The earliest mouse was the field of financial trading, because at that time, traders needed to complete transactions through different terminals, and each terminal displayed different information.
If the message bus is connected, the trader only needs to operate on one terminal and then subscribe to the messages of interest to other terminals. Therefore, PubSub was born, and the information bus, the first modern message queuing software in the world, was born. TiB allows developers to establish a series of rules to describe the content of messages. As long as the messages are published according to these rules, any consumer application can subscribe to the messages of interest.
With the benefits of TiB being widely used in various fields, IBM also began to research and develop its own message oriented middleware. Three years later, IBM’s message queuing IBM MQ product series was released. After a period of time, MQ Series evolved into the business message queuing platform market dominated by WebSphere MQ.
Microsoft also developed its own message queuing (MSMQ) in the later period
Major manufacturers have studied their own MQ, but they operate their own MQ software in a commercial mode. What commercial MQ wants to solve is the problem of application interoperability, rather than creating standard interfaces to allow different MQ products to interoperate.

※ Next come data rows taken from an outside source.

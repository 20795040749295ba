use anyhow::Result;
use encore_core::model::UserId;
use encore_core::schema::Database;
use encore_engine::{Config, EngineError, RecommendationSource, Recommender};

use super::{lastfm_client, print_json, song_line};

pub async fn run_recommend(db: &Database, config: &Config, user_id: &UserId, json: bool) -> Result<()> {
    let client = lastfm_client(config)?;
    if client.is_none() {
        log::info!("No Last.fm key configured; similar-to-saved recommendations disabled");
    }

    let mut recommender = Recommender::new(db)
        .with_blend_config(config.recommend)
        .with_similarity_config(config.similarity);
    if let Some(client) = &client {
        recommender = recommender.with_similarity_provider(client);
    }

    let deadline = config.recommend.timeout();
    let result = tokio::time::timeout(deadline, recommender.recommend(user_id))
        .await
        .map_err(|_| EngineError::Timeout {
            operation: "recommend",
            after: deadline,
        })??;

    if json {
        return print_json(&result);
    }

    println!("\n🎧 Recommendations for {user_id}\n");
    for (i, rec) in result.recommendations.iter().enumerate() {
        let tag = match rec.source {
            RecommendationSource::Explicit => "explicit",
            RecommendationSource::Indirect => "indirect",
            RecommendationSource::SimilarSaved => "similar",
        };
        match &rec.based_on {
            Some(seed) => println!(
                "  {:>2}. [{tag:<8}] {} (like {seed}, match {:.2})",
                i + 1,
                song_line(&rec.song),
                rec.match_score.unwrap_or_default()
            ),
            None => println!("  {:>2}. [{tag:<8}] {}", i + 1, song_line(&rec.song)),
        }
    }

    let stats = &result.stats;
    println!(
        "\n  Total: {} ({} explicit, {} indirect, {} similar to saved)",
        stats.total, stats.from_explicit, stats.from_indirect, stats.from_saved_similar
    );
    if !result.user.onboarding_completed {
        println!("  Onboarding not completed; set genres with `encore user prefs --complete`.");
    }

    Ok(())
}
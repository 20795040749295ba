use anyhow::{Context, Result};
use encore_core::schema::Database;
use encore_engine::import_file;
use std::path::Path;

pub fn run_import(db: &Database, file: &Path) -> Result<()> {
    let report =
        import_file(db, file).with_context(|| format!("Failed to import {}", file.display()))?;

    println!("✓ Imported songs from {}", file.display());
    println!("  New:     {}", report.inserted);
    println!("  Updated: {}", report.updated);
    if report.skipped > 0 {
        println!("  Skipped: {} (missing external_id, title or artist)", report.skipped);
    }

    Ok(())
}
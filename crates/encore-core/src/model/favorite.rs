use chrono::{DateTime, Utc};
use serde::{Deserialize, Serialize};

use crate::model::ids::{FavoriteId, SongId, UserId};

/// A song saved by a user.
#[derive(Debug, Clone, PartialEq, Eq, Serialize, Deserialize)]
pub struct Favorite {
    pub id: FavoriteId,
    pub user_id: UserId,
    pub song_id: SongId,
    pub added_at: DateTime<Utc>,
}

impl Favorite {
    #[must_use]
    pub fn new(user_id: UserId, song_id: SongId) -> Self {
        Self {
            id: FavoriteId::new(),
            user_id,
            song_id,
            added_at: Utc::now(),
        }
    }
}

/// Result of saving a favorite.
///
/// A duplicate is an expected outcome the client reacts to, so it is a
/// variant here rather than an error.
#[derive(Debug, Clone, PartialEq, Eq)]
pub enum FavoriteOutcome {
    Added(Favorite),
    AlreadyExists,
}

impl FavoriteOutcome {
    #[must_use]
    pub const fn is_added(&self) -> bool {
        matches!(self, Self::Added(_))
    }
}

Switching between different message oriented middleware
Therefore, some large financial companies may use MQ products from multiple suppliers to serve different applications within the enterprise. Then the problem comes. If the application has already subscribed to TiB MQ messages and then suddenly needs to consume IBM MQ messages, the whole implementation process will be very troublesome.
JMS standard
In order to solve this problem, Java Message Service (JMS) was born in 2001. By providing a common Java API, JMS hides the implementation interface of individual MQ product suppliers, thus crossing different MQ consumption and solving interoperability problems. From the technical level, Java applications only need to program for the JMS API and select the appropriate MQ driver. JMS handles other parts. However, there are a lot of problems with the interface integration.
How can two programs using two different programming languages communicate with each other through their asynchronous messaging mechanism.
The emergence of AMQP
At this time, it is necessary to define a general standard for asynchronous messaging, so AMQP (Advanced message queuing protocol) advanced message queuing protocol came into being. It uses a set of standard underlying protocols and adds many other features to support interoperability. It enriches the requirements of message passing for modern applications, aiming at the task of standard coding Anyone can interact with an MQ server provided by any AMQP vendor.
MQTT
In addition to the JMS and AMQP specifications, there is also an mqtt (message queuing telemetry transport), which is specially designed for small devices. Because devices with low computational performance cannot adapt to the complex operations on AMQP, they need a simple and interoperable way to communicate.
This is the basic requirement of mqtt, and today, mqtt is one of the main components of the Internet of things (IOT) ecosystem
Kafka, which does not follow the protocol specifications mentioned above, focuses on throughput, similar to UDP and TCP
Introduction to Kafka
What is Kafka
Kafka is a distributed message publishing and subscribing system, which is characterized by high performance and high throughput.
It was originally designed as a conduit for LinkedIn’s activity flow and operational data. These data are mainly used for user profile analysis and server performance data monitoring
Therefore, Kafka was designed as a distributed, high-throughput message system at the beginning, so it is suitable for big data transmission scenarios.
Application scenarios of Kafka
Because Kafka has the advantages of better throughput, built-in partition, redundancy and fault tolerance (Kafka can process hundreds of thousands of messages per second), Kafka has become a good solution for large-scale message processing applications.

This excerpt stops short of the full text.